# [Required work]
State the number of lines in the material below that contain the word "Null", without any other text.

# [Input data]
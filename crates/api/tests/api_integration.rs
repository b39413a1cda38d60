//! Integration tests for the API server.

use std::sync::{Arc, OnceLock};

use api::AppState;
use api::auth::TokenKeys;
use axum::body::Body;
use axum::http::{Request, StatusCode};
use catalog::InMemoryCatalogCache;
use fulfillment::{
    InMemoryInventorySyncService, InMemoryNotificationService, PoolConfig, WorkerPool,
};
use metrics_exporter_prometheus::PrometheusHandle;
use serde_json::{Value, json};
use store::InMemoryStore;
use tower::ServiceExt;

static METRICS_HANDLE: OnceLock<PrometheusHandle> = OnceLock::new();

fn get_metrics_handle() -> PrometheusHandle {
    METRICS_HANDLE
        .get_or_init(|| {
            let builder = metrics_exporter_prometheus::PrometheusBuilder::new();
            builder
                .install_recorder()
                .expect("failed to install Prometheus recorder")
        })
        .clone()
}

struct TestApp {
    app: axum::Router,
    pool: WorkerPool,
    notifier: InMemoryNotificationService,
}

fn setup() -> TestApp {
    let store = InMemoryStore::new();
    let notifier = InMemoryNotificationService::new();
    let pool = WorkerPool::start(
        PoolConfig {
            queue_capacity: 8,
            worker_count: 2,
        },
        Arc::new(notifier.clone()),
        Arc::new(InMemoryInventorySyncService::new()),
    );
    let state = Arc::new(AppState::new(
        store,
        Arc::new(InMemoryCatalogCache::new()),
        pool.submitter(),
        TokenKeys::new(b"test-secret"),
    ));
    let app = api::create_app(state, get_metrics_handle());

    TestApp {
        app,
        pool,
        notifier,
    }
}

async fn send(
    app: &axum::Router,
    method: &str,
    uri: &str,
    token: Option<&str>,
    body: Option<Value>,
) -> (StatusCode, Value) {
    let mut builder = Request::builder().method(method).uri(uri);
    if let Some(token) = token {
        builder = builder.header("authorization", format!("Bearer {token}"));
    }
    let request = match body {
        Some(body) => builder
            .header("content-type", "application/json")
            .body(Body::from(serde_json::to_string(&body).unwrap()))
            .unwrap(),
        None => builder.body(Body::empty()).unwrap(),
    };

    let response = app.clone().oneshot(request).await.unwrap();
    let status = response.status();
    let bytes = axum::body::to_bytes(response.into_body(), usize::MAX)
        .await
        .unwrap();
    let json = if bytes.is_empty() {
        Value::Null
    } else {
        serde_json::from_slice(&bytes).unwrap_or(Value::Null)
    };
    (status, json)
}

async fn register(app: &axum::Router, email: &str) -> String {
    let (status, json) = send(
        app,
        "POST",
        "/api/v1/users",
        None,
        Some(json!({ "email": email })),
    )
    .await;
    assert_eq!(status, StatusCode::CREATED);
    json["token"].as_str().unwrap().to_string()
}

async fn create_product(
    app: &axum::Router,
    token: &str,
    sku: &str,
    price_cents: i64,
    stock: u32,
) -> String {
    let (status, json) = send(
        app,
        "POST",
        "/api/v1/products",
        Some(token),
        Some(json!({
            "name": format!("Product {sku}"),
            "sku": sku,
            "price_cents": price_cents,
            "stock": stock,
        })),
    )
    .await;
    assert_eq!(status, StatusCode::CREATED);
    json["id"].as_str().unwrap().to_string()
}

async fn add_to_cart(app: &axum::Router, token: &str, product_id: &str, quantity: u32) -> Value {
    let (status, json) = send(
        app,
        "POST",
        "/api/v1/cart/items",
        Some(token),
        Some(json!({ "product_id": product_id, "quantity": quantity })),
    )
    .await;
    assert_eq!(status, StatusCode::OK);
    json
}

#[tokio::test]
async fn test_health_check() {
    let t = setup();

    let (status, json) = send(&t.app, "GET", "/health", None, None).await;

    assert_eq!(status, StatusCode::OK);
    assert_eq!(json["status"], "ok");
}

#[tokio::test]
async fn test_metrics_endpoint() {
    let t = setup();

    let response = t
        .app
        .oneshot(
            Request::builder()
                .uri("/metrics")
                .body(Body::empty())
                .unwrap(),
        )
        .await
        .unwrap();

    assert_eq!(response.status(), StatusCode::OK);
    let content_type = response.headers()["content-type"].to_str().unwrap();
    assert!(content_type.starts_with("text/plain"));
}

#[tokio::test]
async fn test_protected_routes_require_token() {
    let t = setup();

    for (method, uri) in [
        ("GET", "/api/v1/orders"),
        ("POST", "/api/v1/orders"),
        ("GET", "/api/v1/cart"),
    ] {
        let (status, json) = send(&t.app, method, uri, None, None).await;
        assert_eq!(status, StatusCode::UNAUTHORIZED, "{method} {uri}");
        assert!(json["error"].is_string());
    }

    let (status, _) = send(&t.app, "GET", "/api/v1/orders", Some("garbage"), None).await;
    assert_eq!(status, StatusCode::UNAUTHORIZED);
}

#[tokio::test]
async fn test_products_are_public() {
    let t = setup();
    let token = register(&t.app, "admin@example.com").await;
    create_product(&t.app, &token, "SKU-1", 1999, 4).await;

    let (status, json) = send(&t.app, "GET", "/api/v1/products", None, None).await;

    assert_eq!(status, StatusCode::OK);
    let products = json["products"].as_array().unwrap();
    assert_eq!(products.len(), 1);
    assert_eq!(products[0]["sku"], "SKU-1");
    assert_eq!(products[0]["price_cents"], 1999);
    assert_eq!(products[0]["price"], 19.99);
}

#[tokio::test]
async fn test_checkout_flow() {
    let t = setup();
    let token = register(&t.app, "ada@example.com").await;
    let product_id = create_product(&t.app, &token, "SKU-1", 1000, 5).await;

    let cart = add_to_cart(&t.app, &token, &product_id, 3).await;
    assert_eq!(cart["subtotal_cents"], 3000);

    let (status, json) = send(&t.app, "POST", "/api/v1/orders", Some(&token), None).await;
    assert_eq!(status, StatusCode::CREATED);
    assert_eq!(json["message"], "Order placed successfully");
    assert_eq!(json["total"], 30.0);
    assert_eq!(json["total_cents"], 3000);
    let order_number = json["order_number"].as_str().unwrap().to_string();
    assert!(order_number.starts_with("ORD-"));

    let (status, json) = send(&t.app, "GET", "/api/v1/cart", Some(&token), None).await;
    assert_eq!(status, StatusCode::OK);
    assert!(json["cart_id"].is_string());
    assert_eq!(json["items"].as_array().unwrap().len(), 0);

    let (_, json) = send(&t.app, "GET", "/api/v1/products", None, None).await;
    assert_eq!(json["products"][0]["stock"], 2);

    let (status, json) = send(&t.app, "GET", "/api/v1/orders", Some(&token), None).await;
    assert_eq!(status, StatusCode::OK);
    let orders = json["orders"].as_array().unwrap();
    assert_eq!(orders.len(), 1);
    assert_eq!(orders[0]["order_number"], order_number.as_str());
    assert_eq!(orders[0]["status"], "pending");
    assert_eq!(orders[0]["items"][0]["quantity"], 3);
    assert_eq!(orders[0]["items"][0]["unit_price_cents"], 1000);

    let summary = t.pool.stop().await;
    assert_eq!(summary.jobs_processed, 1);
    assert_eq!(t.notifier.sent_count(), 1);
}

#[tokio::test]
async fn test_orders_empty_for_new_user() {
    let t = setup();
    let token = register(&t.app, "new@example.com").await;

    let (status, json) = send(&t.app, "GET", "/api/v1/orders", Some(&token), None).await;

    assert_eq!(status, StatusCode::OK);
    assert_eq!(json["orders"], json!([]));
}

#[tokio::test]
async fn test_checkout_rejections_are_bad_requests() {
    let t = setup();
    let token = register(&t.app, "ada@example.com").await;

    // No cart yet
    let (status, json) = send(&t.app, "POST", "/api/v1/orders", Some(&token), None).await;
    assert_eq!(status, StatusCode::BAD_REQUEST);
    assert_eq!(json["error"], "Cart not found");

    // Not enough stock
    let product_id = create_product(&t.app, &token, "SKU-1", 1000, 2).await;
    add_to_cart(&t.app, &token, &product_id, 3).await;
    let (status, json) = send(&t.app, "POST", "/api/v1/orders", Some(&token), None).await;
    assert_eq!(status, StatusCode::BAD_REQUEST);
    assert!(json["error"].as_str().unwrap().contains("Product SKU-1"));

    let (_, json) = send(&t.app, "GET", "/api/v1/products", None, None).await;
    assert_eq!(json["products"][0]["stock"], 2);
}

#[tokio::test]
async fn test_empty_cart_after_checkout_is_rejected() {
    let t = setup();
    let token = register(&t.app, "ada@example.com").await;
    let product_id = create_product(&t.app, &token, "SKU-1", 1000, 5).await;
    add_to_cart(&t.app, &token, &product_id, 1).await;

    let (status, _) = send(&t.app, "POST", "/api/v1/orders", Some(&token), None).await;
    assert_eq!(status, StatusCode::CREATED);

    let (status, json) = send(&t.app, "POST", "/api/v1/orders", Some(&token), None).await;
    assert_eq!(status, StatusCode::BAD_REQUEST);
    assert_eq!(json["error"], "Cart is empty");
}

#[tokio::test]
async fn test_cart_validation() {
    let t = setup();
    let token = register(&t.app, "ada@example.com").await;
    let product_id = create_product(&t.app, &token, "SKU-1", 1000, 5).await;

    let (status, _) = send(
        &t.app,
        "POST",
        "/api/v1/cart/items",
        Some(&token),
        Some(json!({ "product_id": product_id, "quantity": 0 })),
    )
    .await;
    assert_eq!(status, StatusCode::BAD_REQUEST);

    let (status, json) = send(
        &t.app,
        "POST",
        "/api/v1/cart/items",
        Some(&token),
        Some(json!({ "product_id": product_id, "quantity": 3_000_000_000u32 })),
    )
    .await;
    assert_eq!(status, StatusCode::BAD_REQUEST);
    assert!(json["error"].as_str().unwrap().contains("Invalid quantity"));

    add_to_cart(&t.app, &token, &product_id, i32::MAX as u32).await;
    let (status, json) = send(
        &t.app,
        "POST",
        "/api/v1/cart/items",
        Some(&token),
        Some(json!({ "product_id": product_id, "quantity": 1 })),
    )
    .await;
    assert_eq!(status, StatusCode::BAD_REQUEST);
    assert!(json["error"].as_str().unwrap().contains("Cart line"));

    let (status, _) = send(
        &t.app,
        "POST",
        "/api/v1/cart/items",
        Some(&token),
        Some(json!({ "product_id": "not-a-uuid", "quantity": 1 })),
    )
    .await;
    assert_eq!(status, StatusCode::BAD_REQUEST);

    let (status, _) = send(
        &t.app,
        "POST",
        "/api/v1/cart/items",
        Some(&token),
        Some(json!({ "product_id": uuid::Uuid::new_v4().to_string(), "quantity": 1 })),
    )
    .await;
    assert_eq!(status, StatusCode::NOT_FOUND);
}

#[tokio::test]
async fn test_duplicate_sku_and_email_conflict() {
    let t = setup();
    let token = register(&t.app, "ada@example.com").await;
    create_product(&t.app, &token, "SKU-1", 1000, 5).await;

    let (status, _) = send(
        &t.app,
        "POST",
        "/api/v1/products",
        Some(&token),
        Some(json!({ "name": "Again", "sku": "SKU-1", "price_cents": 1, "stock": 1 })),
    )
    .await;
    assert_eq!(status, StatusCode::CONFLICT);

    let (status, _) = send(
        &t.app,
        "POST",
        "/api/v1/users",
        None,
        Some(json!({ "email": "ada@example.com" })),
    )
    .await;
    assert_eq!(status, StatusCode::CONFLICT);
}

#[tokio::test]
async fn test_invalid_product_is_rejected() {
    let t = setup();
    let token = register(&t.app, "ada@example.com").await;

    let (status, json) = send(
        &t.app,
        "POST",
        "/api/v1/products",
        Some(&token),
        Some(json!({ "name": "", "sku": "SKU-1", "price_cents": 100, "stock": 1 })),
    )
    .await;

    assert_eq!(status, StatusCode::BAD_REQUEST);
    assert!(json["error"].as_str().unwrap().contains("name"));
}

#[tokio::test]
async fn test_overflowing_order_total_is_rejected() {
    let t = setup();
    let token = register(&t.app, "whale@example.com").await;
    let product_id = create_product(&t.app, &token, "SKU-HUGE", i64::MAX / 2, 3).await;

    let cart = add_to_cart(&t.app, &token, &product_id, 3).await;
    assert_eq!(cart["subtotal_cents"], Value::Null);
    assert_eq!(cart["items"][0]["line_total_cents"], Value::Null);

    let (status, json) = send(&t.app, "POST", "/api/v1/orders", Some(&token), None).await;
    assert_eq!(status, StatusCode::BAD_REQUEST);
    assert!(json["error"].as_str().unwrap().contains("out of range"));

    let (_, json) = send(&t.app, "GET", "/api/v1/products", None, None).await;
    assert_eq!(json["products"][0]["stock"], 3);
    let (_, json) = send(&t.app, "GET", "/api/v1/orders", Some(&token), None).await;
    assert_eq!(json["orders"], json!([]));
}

...

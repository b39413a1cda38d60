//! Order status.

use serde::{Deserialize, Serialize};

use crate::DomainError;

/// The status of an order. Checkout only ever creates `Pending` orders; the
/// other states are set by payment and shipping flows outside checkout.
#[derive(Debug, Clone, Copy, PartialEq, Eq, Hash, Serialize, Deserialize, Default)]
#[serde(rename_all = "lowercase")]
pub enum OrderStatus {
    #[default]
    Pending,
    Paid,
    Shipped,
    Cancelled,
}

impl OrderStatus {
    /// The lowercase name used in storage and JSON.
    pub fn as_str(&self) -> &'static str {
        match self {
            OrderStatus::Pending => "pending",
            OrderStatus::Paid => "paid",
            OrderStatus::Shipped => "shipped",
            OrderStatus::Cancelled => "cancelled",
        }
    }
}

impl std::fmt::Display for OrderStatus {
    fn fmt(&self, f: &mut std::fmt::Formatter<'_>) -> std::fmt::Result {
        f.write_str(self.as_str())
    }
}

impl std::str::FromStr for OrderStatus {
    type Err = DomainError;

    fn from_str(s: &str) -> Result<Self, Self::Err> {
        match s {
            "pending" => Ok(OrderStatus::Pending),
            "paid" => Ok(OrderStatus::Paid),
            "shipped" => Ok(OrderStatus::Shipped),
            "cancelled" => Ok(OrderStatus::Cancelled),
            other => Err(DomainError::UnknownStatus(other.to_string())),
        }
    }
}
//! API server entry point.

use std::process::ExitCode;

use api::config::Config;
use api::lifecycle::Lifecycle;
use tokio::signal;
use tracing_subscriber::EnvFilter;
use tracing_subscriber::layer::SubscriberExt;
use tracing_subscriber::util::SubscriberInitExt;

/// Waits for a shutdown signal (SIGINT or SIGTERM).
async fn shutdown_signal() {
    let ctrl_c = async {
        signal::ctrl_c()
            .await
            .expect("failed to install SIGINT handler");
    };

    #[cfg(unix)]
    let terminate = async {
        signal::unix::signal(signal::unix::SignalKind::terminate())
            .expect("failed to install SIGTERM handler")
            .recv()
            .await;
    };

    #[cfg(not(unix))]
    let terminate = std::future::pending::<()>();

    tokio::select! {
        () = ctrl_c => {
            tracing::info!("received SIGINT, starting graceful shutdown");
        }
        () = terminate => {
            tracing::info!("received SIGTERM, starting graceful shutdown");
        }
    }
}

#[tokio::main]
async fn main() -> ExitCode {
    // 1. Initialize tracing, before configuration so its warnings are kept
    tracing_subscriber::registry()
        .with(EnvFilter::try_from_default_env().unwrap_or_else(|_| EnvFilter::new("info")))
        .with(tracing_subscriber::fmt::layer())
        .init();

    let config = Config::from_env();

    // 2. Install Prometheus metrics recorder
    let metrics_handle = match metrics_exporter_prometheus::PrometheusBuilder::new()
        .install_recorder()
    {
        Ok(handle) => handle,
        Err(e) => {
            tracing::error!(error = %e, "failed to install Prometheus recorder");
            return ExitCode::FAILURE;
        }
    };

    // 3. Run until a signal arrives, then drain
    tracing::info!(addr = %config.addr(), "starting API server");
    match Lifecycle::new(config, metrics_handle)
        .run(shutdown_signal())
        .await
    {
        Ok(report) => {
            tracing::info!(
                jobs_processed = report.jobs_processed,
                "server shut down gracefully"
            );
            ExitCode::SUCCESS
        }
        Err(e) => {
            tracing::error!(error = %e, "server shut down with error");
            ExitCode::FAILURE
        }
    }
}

# [Solution to this exercise]
4